MS10-015 & The Dreaded BSoD

It appears that a hard-to-detect rootkit may be responsible for Windows XP systems crashing with BSoD following application of the MS10-015 security update.  Microsoft has said that the issue affects a "limited number" of customers.  Windows users began posting to support forums shortly after the patch was available, reporting that their primarily Dell computers had been rendered unusable with a blue-screen-of-death error after installing February’s security updates.  Microsoft stopped pushing the MS10-015 update to consumers, which had been linked to the issue, and said it was investigating.

On Friday, Microsoft released a preliminary conclusion, indicating that malware may be to blame.  A Windows XP user posted that he’d traced the issue to a malicious rootkit program known as TDSS that he found on one of his systems.  In a post to the Internet Storm Center, Patrick Barnes said that he’d identified a file on his system called atapi.sys which turned out to be the TDSS rootkit. 
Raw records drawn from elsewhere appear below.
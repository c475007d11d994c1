//! Shared admin secret.

use std::fmt;

use sha2::{Digest, Sha256};

/// The admin password, kept only as a SHA-256 digest.
#[derive(Clone)]
pub struct AdminSecret {
    digest: [u8; 32],
}

impl AdminSecret {
    pub fn new(password: &str) -> Self {
        Self {
            digest: Sha256::digest(password.as_bytes()).into(),
        }
    }

    /// Constant-time check of `candidate` against the secret.
    ///
    /// Both sides are hashed first, so the comparison length never depends
    /// on the input.
    pub fn verify(&self, candidate: &str) -> bool {
        let other: [u8; 32] = Sha256::digest(candidate.as_bytes()).into();
        self.digest
            .iter()
            .zip(other.iter())
            .fold(0u8, |acc, (a, b)| acc | (a ^ b))
            == 0
    }
}

impl fmt::Debug for AdminSecret {
    fn fmt(&self, f: &mut fmt::Formatter<'_>) -> fmt::Result {
        f.write_str("AdminSecret(..)")
    }
}
//! Shared fixtures for the HTTP tests.

#![allow(dead_code)]

use axum::Router;
use axum::body::{Body, to_bytes};
use axum::http::{Request, Response, header};
use tempfile::TempDir;
use tower::ServiceExt;

use bookvote_core::BookvoteConfig;
use bookvote_state::StateStore;
use bookvote_web::{AppState, build_router};

pub const PASSWORD: &str = "s3cret";
pub const BOUNDARY: &str = "bookvote-test-boundary";

pub struct Harness {
    pub dir: TempDir,
    pub store: StateStore,
    pub router: Router,
}

impl Harness {
    pub fn new() -> Self {
        let dir = tempfile::tempdir().unwrap();
        let mut config = BookvoteConfig::default();
        config.admin.password = PASSWORD.to_string();
        config.storage.data_dir = dir.path().join("data");
        config.storage.uploads_dir = dir.path().join("uploads");
        config.storage.covers_dir = dir.path().join("covers");
        config.storage.public_dir = dir.path().join("public");
        for d in config.storage.directories() {
            std::fs::create_dir_all(d).unwrap();
        }

        let store = StateStore::open_in_memory().unwrap();
        let router = build_router(AppState::new(store.clone(), config));
        Self { dir, store, router }
    }

    pub async fn send(&self, req: Request<Body>) -> Response<Body> {
        self.router.clone().oneshot(req).await.unwrap()
    }

    pub fn uploads_left(&self) -> usize {
        std::fs::read_dir(self.dir.path().join("uploads"))
            .unwrap()
            .count()
    }
}

pub async fn body_text(resp: Response<Body>) -> String {
    let bytes = to_bytes(resp.into_body(), usize::MAX).await.unwrap();
    String::from_utf8(bytes.to_vec()).unwrap()
}

pub fn get(uri: &str) -> Request<Body> {
    Request::builder().uri(uri).body(Body::empty()).unwrap()
}

pub fn get_with_cookie(uri: &str, cookie: &str) -> Request<Body> {
    Request::builder()
        .uri(uri)
        .header(header::COOKIE, format!("voted={cookie}"))
        .body(Body::empty())
        .unwrap()
}

pub fn vote_form(body: &str, cookie: Option<&str>) -> Request<Body> {
    let mut builder = Request::builder()
        .method("POST")
        .uri("/vote")
        .header(header::CONTENT_TYPE, "application/x-www-form-urlencoded");
    if let Some(cookie) = cookie {
        builder = builder.header(header::COOKIE, format!("voted={cookie}"));
    }
    builder.body(Body::from(body.to_string())).unwrap()
}

/// Value of the `voted` cookie set by `resp`.
pub fn issued_cookie(resp: &Response<Body>) -> Option<String> {
    let raw = resp.headers().get(header::SET_COOKIE)?.to_str().ok()?;
    let pair = raw.split(';').next()?;
    pair.strip_prefix("voted=").map(str::to_string)
}

pub enum Part<'a> {
    Text(&'a str, &'a str),
    File(&'a str, &'a str, &'a [u8]),
}

pub fn multipart_request(uri: &str, parts: &[Part<'_>]) -> Request<Body> {
    let mut body = Vec::new();
    for part in parts {
        body.extend_from_slice(format!("--{BOUNDARY}\r\n").as_bytes());
        match part {
            Part::Text(name, value) => {
                body.extend_from_slice(
                    format!("Content-Disposition: form-data; name=\"{name}\"\r\n\r\n").as_bytes(),
                );
                body.extend_from_slice(value.as_bytes());
            }
            Part::File(name, filename, content) => {
                body.extend_from_slice(
                    format!(
                        "Content-Disposition: form-data; name=\"{name}\"; filename=\"{filename}\"\r\n\
                         Content-Type: application/octet-stream\r\n\r\n"
                    )
                    .as_bytes(),
                );
                body.extend_from_slice(content);
            }
        }
        body.extend_from_slice(b"\r\n");
    }
    body.extend_from_slice(format!("--{BOUNDARY}--\r\n").as_bytes());

    Request::builder()
        .method("POST")
        .uri(uri)
        .header(
            header::CONTENT_TYPE,
            format!("multipart/form-data; boundary={BOUNDARY}"),
        )
        .body(Body::from(body))
        .unwrap()
}

/// Build an xlsx workbook whose first sheet holds `rows`. Empty strings
/// leave the cell unwritten.
pub fn xlsx(rows: &[&[&str]]) -> Vec<u8> {
    let mut workbook = rust_xlsxwriter::Workbook::new();
    let sheet = workbook.add_worksheet();
    for (r, cells) in rows.iter().enumerate() {
        for (c, text) in cells.iter().enumerate() {
            if !text.is_empty() {
                sheet.write_string(r as u32, c as u16, *text).unwrap();
            }
        }
    }
    workbook.save_to_buffer().unwrap()
}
http://blogs.technet.com/msrc/archive/2010/02/12/update-restart-issues-after-installing-ms10-015.aspx

Removal

Because TDSS uses crafty techniques to hide itself, many antivirus programs have a hard time detecting it.  Users must first remove the rootkit from their systems before they can apply the security update.  Security vendor Kaspersky Lab has released a standalone utility that removes the TDSS infection. 
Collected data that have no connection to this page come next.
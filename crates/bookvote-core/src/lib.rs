//! bookvote-core — domain types and pure logic for the book ballot.
//!
//! Nothing in here touches the network or the database. The state store
//! and the web layer build on these types.

pub mod config;
pub mod cookie;
pub mod import;
pub mod secret;
pub mod tally;
pub mod types;

pub use config::BookvoteConfig;
pub use cookie::VoteCookie;
pub use secret::AdminSecret;
pub use tally::{Tally, tally};
pub use types::*;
People who have experienced the BSOD should remove their hard drive and scan it for infections using another PC.  If the infected atapi.sys system file is removed, you will need to replace it from installation media or from another Windows system of the same version. 

If it still does not boot, you may try a repair installation of Windows. 

If that still does not work, you may need to re-install from scratch. 

MS10-015 is a kernel update.   With atapi.sys containing the advanced TDSS kernel rootkit, Microsoft pulling the patch says something about how widespread this thing is.